_What you are asked to do_
Give again, word for word, every line in the entries below from the line with "pub fn passed(&self) -> usize" up to and including the line with "impl fmt::Display for", and no other line.

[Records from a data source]
========================================

//! Fixture cases and pass/fail reports for exercising the converter.
//!
//! A fixture pairs an infix token sequence with the postfix sequence it must
//! produce. [`run_cases`] converts each input and compares token strings;
//! the resulting [`FixtureReport`] renders as one `PASS #n` / `FAIL #n`
//! line per case followed by a `Passed x of y` summary.

use std::fmt;

use serde::{Deserialize, Serialize};

use crate::config::ConvertOptions;
use crate::converter::convert;
use crate::error::ConvertError;

/// An infix input and its expected postfix output, both as raw tokens.
#[derive(Debug, Clone, PartialEq, Eq, Serialize, Deserialize)]
pub struct FixtureCase {
    pub input: Vec<String>,
    pub expected: Vec<String>,
}

impl FixtureCase {
    /// Build a case from two space-separated token strings.
    pub fn from_strs(input: &str, expected: &str) -> Self {
        Self {
            input: split(input),
            expected: split(expected),
        }
    }
}

fn split(s: &str) -> Vec<String> {
    s.split_ascii_whitespace().map(str::to_string).collect()
}

/// The reference cases every conversion must reproduce.
pub fn builtin_cases() -> Vec<FixtureCase> {
    [
        ("A * B + C", "A B * C +"),
        ("A + B * C", "A B C * +"),
        ("A * ( B + C )", "A B C + *"),
        ("A - B + C", "A B - C +"),
        ("A * B ^ C + D", "A B C ^ * D +"),
        ("A * ( B + C * D ) + E", "A B C D * + * E +"),
        (
            "A + B * ( C ^ D - E ) ^ ( F + G * H ) - I",
            "A B C D ^ E - F G H * + ^ * + I -",
        ),
        ("5 + 2 / ( 3 - 8 ) ^ 5 ^ 2", "5 2 3 8 - 5 2 ^ ^ / +"),
        ("3 + 4 * 2 / ( 1 - 5 ) ^ 2 ^ 3", "3 4 2 * 1 5 - 2 3 ^ ^ / +"),
    ]
    .into_iter()
    .map(|(input, expected)| FixtureCase::from_strs(input, expected))
    .collect()
}

/// Parse a JSON array of `{ "input": [...], "expected": [...] }` objects.
pub fn load_cases(json: &str) -> Result<Vec<FixtureCase>, ConvertError> {
    let cases: Vec<FixtureCase> = serde_json::from_str(json)?;
    if cases.is_empty() {
        return Err(ConvertError::Fixture("fixture file contains no cases".to_string()));
    }
    Ok(cases)
}

/// Result of running a single case.
#[derive(Debug)]
pub struct CaseOutcome {
    /// 1-based position of the case in the run.
    pub index: usize,
    pub case: FixtureCase,
    /// Converted tokens, or the error the conversion failed with.
    pub actual: Result<Vec<String>, String>,
}

impl CaseOutcome {
    pub fn passed(&self) -> bool {
        matches!(&self.actual, Ok(tokens) if *tokens == self.case.expected)
    }
}

/// Outcomes for a whole run, in case order.
#[derive(Debug, Default)]
pub struct FixtureReport {
    pub outcomes: Vec<CaseOutcome>,
}

impl FixtureReport {
    pub fn passed(&self) -> usize {
        self.outcomes.iter().filter(|o| o.passed()).count()
    }

    pub fn total(&self) -> usize {
        self.outcomes.len()
    }

    pub fn all_passed(&self) -> bool {
        self.passed() == self.total()
    }
}

/// Convert every case and record whether it matched.
pub fn run_cases(cases: &[FixtureCase], options: &ConvertOptions) -> FixtureReport {
    let outcomes = cases
        .iter()
        .enumerate()
        .map(|(i, case)| {
            let actual = convert(&case.input, options)
                .map(|tokens| tokens.iter().map(ToString::to_string).collect())
                .map_err(|e| e.to_string());
            let outcome = CaseOutcome {
                index: i + 1,
                case: case.clone(),
                actual,
            };
            tracing::debug!(index = outcome.index, passed = outcome.passed(), "fixture case");
            outcome
        })
        .collect();

    FixtureReport { outcomes }
}

impl fmt::Display for FixtureReport {
    fn fmt(&self, f: &mut fmt::Formatter<'_>) -> fmt::Result {
        for outcome in &self.outcomes {
            if outcome.passed() {
                writeln!(f, "PASS #{}", outcome.index)?;
                continue;
            }
            writeln!(f, "FAIL #{}", outcome.index)?;
            writeln!(f, "     input ....: {}", outcome.case.input.concat())?;
            writeln!(f, "     expected .: {}", outcome.case.expected.concat())?;
            match &outcome.actual {
                Ok(tokens) => writeln!(f, "     got ......: {}", tokens.concat())?,
                Err(message) => writeln!(f, "     got ......: error: {}", message)?,
            }
        }
        write!(f, "Passed {} of {}", self.passed(), self.total())
    }
}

========================================

_Task solution_
    pub fn passed(&self) -> usize {
        self.outcomes.iter().filter(|o| o.passed()).count()
    }

    pub fn total(&self) -> usize {
        self.outcomes.len()
    }

    pub fn all_passed(&self) -> bool {
        self.passed() == self.total()
    }
}

/// Convert every case and record whether it matched.
pub fn run_cases(cases: &[FixtureCase], options: &ConvertOptions) -> FixtureReport {
    let outcomes = cases
        .iter()
        .enumerate()
        .map(|(i, case)| {
            let actual = convert(&case.input, options)
                .map(|tokens| tokens.iter().map(ToString::to_string).collect())
                .map_err(|e| e.to_string());
            let outcome = CaseOutcome {
                index: i + 1,
                case: case.clone(),
                actual,
            };
            tracing::debug!(index = outcome.index, passed = outcome.passed(), "fixture case");
            outcome
        })
        .collect();

    FixtureReport { outcomes }
}

impl fmt::Display for FixtureReport {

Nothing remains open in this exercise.